Bear in mind however, certain facts can sometimes arise which influence Courts to change their thinking. If you have a specific fact pattern, please advise so that my colleagues and I can offer additional advice.
Hope this helps,
Michael Ian Rott, Esq.
HIDEN, ROTT & OERTLE, LLP
Please be advised that the advice provided does not create any attorney/client relationship; that due to the various state laws that the information provided is a general overview of work comp law, which might not be applicable to you, based upon the laws of your state. We will not file anything on your behalf nor protect any statute of limitations which might arise and recommend that you IMMEDIATELY consult legal counsel for advice.
Judges are providing disability based upon (a)-(d) of 4662. They are also considering the latter part of the code section and find permanent and total disability if there is medical and vocational evidence supporting that finding.
First of all, I agree with what my colleagues have already said.

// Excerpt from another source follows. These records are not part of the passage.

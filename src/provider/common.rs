//! # Common Provider Utilities
//!
//! Shared helpers used by every concrete `EntryProvider` adapter, mirroring
//! the comparison/masking pattern the teacher controller uses for its
//! `create_or_update_secret` implementations.

use std::time::Instant;
use tracing::debug;

/// Result of comparing a candidate value against the provider's current
/// value for a name.
#[derive(Debug, Clone, Copy, PartialEq, Eq)]
pub enum EntryComparison {
    NotFound,
    Unchanged,
    Changed,
}

pub fn compare_entry_value(current: Option<&str>, candidate: &str) -> EntryComparison {
    match current {
        None => EntryComparison::NotFound,
        Some(c) if c == candidate => EntryComparison::Unchanged,
        Some(_) => EntryComparison::Changed,
    }
}

/// Mask a value for logging: show the first and last 4 characters, or
/// asterisks for short values. Secret values are never logged in full.
pub fn mask_value(value: &str) -> String {
    if value.len() <= 8 {
        "*".repeat(value.len().min(4))
    } else {
        let first = &value[..4.min(value.len())];
        let last_start = value.len().saturating_sub(4);
        let last = &value[last_start..];
        format!("{first}...{last}")
    }
}

/// Record an operation's outcome as a structured tracing event. `suve` is a
/// one-shot CLI, not a long-running service, so there is no Prometheus
/// registry to push into — the teacher's counters become log fields instead,
/// still scrapeable by any collector reading structured logs.
pub fn record_operation(provider: &str, service: &str, operation: &str, start: Instant, ok: bool) {
    let duration_ms = start.elapsed().as_millis();
    if ok {
        debug!(
            counter.provider_operations = 1,
            provider, service, operation, duration_ms, "provider operation completed"
        );
    } else {
        debug!(
            counter.provider_operation_errors = 1,
            provider, service, operation, duration_ms, "provider operation failed"
        );
    }
}

#[cfg(test)]
mod tests {
    use super::*;

    #[test]
    fn compare_not_found() {
        assert_eq!(compare_entry_value(None, "v"), EntryComparison::NotFound);
    }

    #[test]
    fn compare_unchanged() {
        assert_eq!(
            compare_entry_value(Some("same"), "same"),
            EntryComparison::Unchanged
        );
    }

    #[test]
    fn compare_changed() {
        assert_eq!(
            compare_entry_value(Some("old"), "new"),
            EntryComparison::Changed
        );
    }

    #[test]
    fn mask_short_value() {
        assert_eq!(mask_value("abc"), "***");
        assert_eq!(mask_value("12345678"), "****");
    }

    #[test]
    fn mask_long_value() {
        let masked = mask_value("this-is-a-very-long-secret-value");
        assert!(masked.starts_with("this"));
        assert!(masked.ends_with("alue"));
        assert!(masked.contains("..."));
    }

    #[test]
    fn record_operation_does_not_panic() {
        let start = Instant::now();
        record_operation("aws", "secret", "get", start, true);
        record_operation("aws", "secret", "get", start, false);
    }
}
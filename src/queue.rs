//! Unbounded blocking FIFO shared between the port's I/O thread and the session.
//!
//! One producer (the byte-arrival listener) offers decoded lines while one consumer
//! (`SerialSession::process_messages`) polls them with a bounded wait. The same queue
//! type carries relay actions to the session thread.

use parking_lot::{Condvar, Mutex};
use std::collections::VecDeque;
use std::time::{Duration, Instant};

/// Thread-safe FIFO whose `poll` blocks up to a caller-supplied limit.
#[derive(Debug)]
pub struct BlockingQueue<T> {
    items: Mutex<VecDeque<T>>,
    available: Condvar,
}

/// Queue of decoded, trimmed, non-empty lines received from the device.
pub type MessageQueue = BlockingQueue<String>;

impl<T> BlockingQueue<T> {
    /// Create an empty queue.
    pub fn new() -> Self {
        Self {
            items: Mutex::new(VecDeque::new()),
            available: Condvar::new(),
        }
    }

    /// Append an item. Never blocks beyond the internal lock and never fails.
    pub fn offer(&self, item: T) {
        self.items.lock().push_back(item);
        self.available.notify_one();
    }

    /// Take the oldest item, waiting up to `max_wait` for one to arrive.
    pub fn poll(&self, max_wait: Duration) -> Option<T> {
        let deadline = Instant::now().checked_add(max_wait);
        let mut items = self.items.lock();
        loop {
            if let Some(item) = items.pop_front() {
                return Some(item);
            }
            match deadline {
                Some(deadline) => {
                    if self.available.wait_until(&mut items, deadline).timed_out() {
                        return items.pop_front();
                    }
                }
                None => self.available.wait(&mut items),
            }
        }
    }

    /// Take the oldest item without waiting.
    pub fn try_poll(&self) -> Option<T> {
        self.items.lock().pop_front()
    }

    /// Atomically remove and return everything currently queued, oldest first.
    pub fn drain(&self) -> Vec<T> {
        self.items.lock().drain(..).collect()
    }

    /// Atomically discard everything currently queued. Returns how many items were dropped.
    pub fn clear(&self) -> usize {
        let mut items = self.items.lock();
        let dropped = items.len();
        items.clear();
        dropped
    }

    /// Number of queued items.
    pub fn len(&self) -> usize {
        self.items.lock().len()
    }

    /// True when nothing is queued.
    pub fn is_empty(&self) -> bool {
        self.items.lock().is_empty()
    }
}

impl<T> Default for BlockingQueue<T> {
    fn default() -> Self {
        Self::new()
    }
}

I just want to add a possible qualifier.
For injuries on or before 12/31/2012, I don't think there is much dispute that proving a total loss of earning capacity will result in a permanent total award. However, for injuries on or after 1/1/2013, some doubt exists, as references in the Labor Code to diminished earning capacity have been deleted. There is no longer a statutory connection between permanent disability and loss of earning capacity. The better view probably still supports the idea that a total loss of earning capacity justifies a finding of total permanent disability "in accordance with the fact," but this is certain to be the subject of appellate review.